======== Data provided ========

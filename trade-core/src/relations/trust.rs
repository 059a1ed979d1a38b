use std::collections::BTreeMap;

use serde::{Deserialize, Serialize};

use crate::config::TradeConfig;
use crate::error::TradeError;
use crate::relations::TradeAgreement;
use crate::types::{
    AgreementId, AgreementKind, Denars, ItemId, MerchantId, Quantity, Timestamp,
};

pub const MIN_TRUST: f64 = 0.0;
pub const MAX_TRUST: f64 = 100.0;

// Trust moves by trade value, capped per trade. Losses are capped higher and
// ignore the gain factor.
const SUCCESS_VALUE_PER_POINT: f64 = 1000.0;
const SUCCESS_CAP: f64 = 10.0;
const FAILURE_VALUE_PER_POINT: f64 = 800.0;
const FAILURE_CAP: f64 = 15.0;

const BASE_PRICE_ADJUSTMENT: f64 = 0.05;
const TRUST_PRICE_ADJUSTMENT: f64 = 0.10;

/// What a merchant will pay or charge given the trust they have in the player.
pub fn offer_price(base_price: i64, kind: AgreementKind, trust: f64) -> i64 {
    let adjustment =
        BASE_PRICE_ADJUSTMENT + TRUST_PRICE_ADJUSTMENT * trust.clamp(MIN_TRUST, MAX_TRUST) / 100.0;
    let factor = match kind {
        AgreementKind::Buy => 1.0 - adjustment,
        AgreementKind::Sell => 1.0 + adjustment,
    };
    ((base_price as f64 * factor).round() as i64).max(1)
}

/// Outcome of one daily relation update.
#[derive(Debug, Clone, Copy, PartialEq, Eq, Default)]
pub struct RelationUpdate {
    pub deactivated: bool,
    pub reactivated: bool,
    pub expired: usize,
}

#[derive(Debug, Clone, PartialEq, Serialize, Deserialize)]
pub struct MerchantRelation {
    pub merchant_id: MerchantId,
    pub trust: f64,
    pub is_active: bool,
    pub success_count: u32,
    pub fail_count: u32,
    pub last_trade_time: Timestamp,
    pub last_visit_time: Option<Timestamp>,
    pub last_update: Timestamp,
    pub agreements: BTreeMap<AgreementId, TradeAgreement>,
    pub total_volume: Denars,
}

impl MerchantRelation {
    pub fn new(merchant_id: MerchantId, now: Timestamp, config: &TradeConfig) -> Self {
        Self {
            merchant_id,
            trust: config.initial_trust.clamp(MIN_TRUST, MAX_TRUST),
            is_active: true,
            success_count: 0,
            fail_count: 0,
            last_trade_time: now,
            last_visit_time: None,
            last_update: now,
            agreements: BTreeMap::new(),
            total_volume: 0,
        }
    }

    // === Trust ===

    pub fn improve_trust(&mut self, delta: f64) {
        if delta > 0.0 {
            self.trust = (self.trust + delta).clamp(MIN_TRUST, MAX_TRUST);
        }
    }

    pub fn reduce_trust(&mut self, delta: f64) {
        if delta > 0.0 {
            self.trust = (self.trust - delta).clamp(MIN_TRUST, MAX_TRUST);
        }
    }

    pub fn record_successful_trade(&mut self, value: Denars, now: Timestamp, config: &TradeConfig) {
        self.success_count += 1;
        self.total_volume += value.max(0);
        self.last_trade_time = now;
        let gain = (value.max(0) as f64 / SUCCESS_VALUE_PER_POINT).min(SUCCESS_CAP);
        self.improve_trust(gain * config.relationship_gain_factor);

        #[cfg(feature = "instrument")]
        tracing::info!(
            target: "relation",
            day = now.day_index(),
            merchant = self.merchant_id.as_str(),
            event = "success",
            value = value,
            trust = self.trust,
        );
    }

    pub fn record_failed_trade(&mut self, value: Denars, now: Timestamp) {
        self.fail_count += 1;
        let loss = (value.max(0) as f64 / FAILURE_VALUE_PER_POINT).min(FAILURE_CAP);
        self.reduce_trust(loss);

        #[cfg(feature = "instrument")]
        tracing::info!(
            target: "relation",
            day = now.day_index(),
            merchant = self.merchant_id.as_str(),
            event = "failure",
            value = value,
            trust = self.trust,
        );
    }

    pub fn visit(&mut self, now: Timestamp) {
        self.last_visit_time = Some(now);
    }

    // === Agreements ===

    pub fn active_agreements(&self) -> impl Iterator<Item = &TradeAgreement> {
        self.agreements.values().filter(|a| a.is_active)
    }

    pub fn can_make_agreement(&self, config: &TradeConfig) -> bool {
        self.is_active
            && self.active_agreements().count() < config.max_agreements_per_merchant
            && self.trust >= config.min_trust_for_agreement
    }

    pub fn offer_price(&self, base_price: i64, kind: AgreementKind) -> i64 {
        offer_price(base_price, kind, self.trust)
    }

    /// Strike a new agreement at the trust-adjusted price.
    #[allow(clippy::too_many_arguments)]
    pub fn create_agreement(
        &mut self,
        id: AgreementId,
        kind: AgreementKind,
        item_id: ItemId,
        quantity: Quantity,
        base_price: i64,
        duration_days: f64,
        now: Timestamp,
        config: &TradeConfig,
    ) -> Result<&TradeAgreement, TradeError> {
        if base_price <= 0 {
            return Err(TradeError::NonPositivePrice(base_price));
        }
        let agreement = TradeAgreement::new(
            id.clone(),
            self.merchant_id.clone(),
            kind,
            item_id,
            quantity,
            self.offer_price(base_price, kind),
            now,
            duration_days,
        )?;
        if !self.can_make_agreement(config) {
            return Err(TradeError::AgreementNotAllowed);
        }

        #[cfg(feature = "instrument")]
        tracing::info!(
            target: "agreement",
            day = now.day_index(),
            agreement = id.as_str(),
            merchant = self.merchant_id.as_str(),
            kind = ?kind,
            quantity = quantity,
            price = agreement.price,
        );

        Ok(&*self.agreements.entry(id).or_insert(agreement))
    }

    /// Deliver against an agreement. Each accepted delivery counts as a
    /// successful trade worth `amount × price`. A frozen relation accepts nothing.
    pub fn record_agreement_transaction(
        &mut self,
        agreement_id: &AgreementId,
        amount: Quantity,
        now: Timestamp,
        config: &TradeConfig,
    ) -> Result<bool, TradeError> {
        let agreement = self
            .agreements
            .get_mut(agreement_id)
            .ok_or_else(|| TradeError::UnknownEntity {
                kind: "agreement",
                id: agreement_id.to_string(),
            })?;
        if !self.is_active {
            return Ok(false);
        }
        if !agreement.record_transaction(amount, now)? {
            return Ok(false);
        }
        let value = amount * agreement.price;
        self.record_successful_trade(value, now, config);
        Ok(true)
    }

    // === Daily update ===

    /// Daily bookkeeping. An unavailable merchant freezes the relation and
    /// force-closes its agreements; otherwise overdue agreements expire.
    pub fn update(&mut self, now: Timestamp, merchant_available: bool, config: &TradeConfig) -> RelationUpdate {
        let mut outcome = RelationUpdate::default();
        let elapsed_days = now.days_since(self.last_update).max(0.0);
        if now > self.last_update {
            self.last_update = now;
        }

        if !merchant_available {
            if self.is_active {
                self.is_active = false;
                for agreement in self.agreements.values_mut() {
                    agreement.terminate();
                }
                outcome.deactivated = true;
            }
            return outcome;
        }
        if !self.is_active {
            self.is_active = true;
            outcome.reactivated = true;
        }

        if self.trust > MIN_TRUST && now.days_since(self.last_trade_time) > config.trust_inactivity_days {
            self.reduce_trust(config.trust_decay_per_day * elapsed_days);
        }

        let mut failed_value = Vec::new();
        for agreement in self.agreements.values_mut() {
            if agreement.update(now) {
                outcome.expired += 1;
                if agreement.remaining_quantity > 0 {
                    failed_value.push(agreement.remaining_value());
                }
            }
        }
        for value in failed_value {
            self.record_failed_trade(value, now);
        }
        outcome
    }

    pub(crate) fn normalize(&mut self) {
        self.trust = if self.trust.is_finite() {
            self.trust.clamp(MIN_TRUST, MAX_TRUST)
        } else {
            MIN_TRUST
        };
        for agreement in self.agreements.values_mut() {
            agreement.normalize();
            if !self.is_active {
                agreement.terminate();
            }
        }
    }
}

========

■ Task instructions
In the listing, find every line containing the word "Deserialize" and list it.

■ Exercise result
use serde::{Deserialize, Serialize};
#[derive(Debug, Clone, PartialEq, Serialize, Deserialize)]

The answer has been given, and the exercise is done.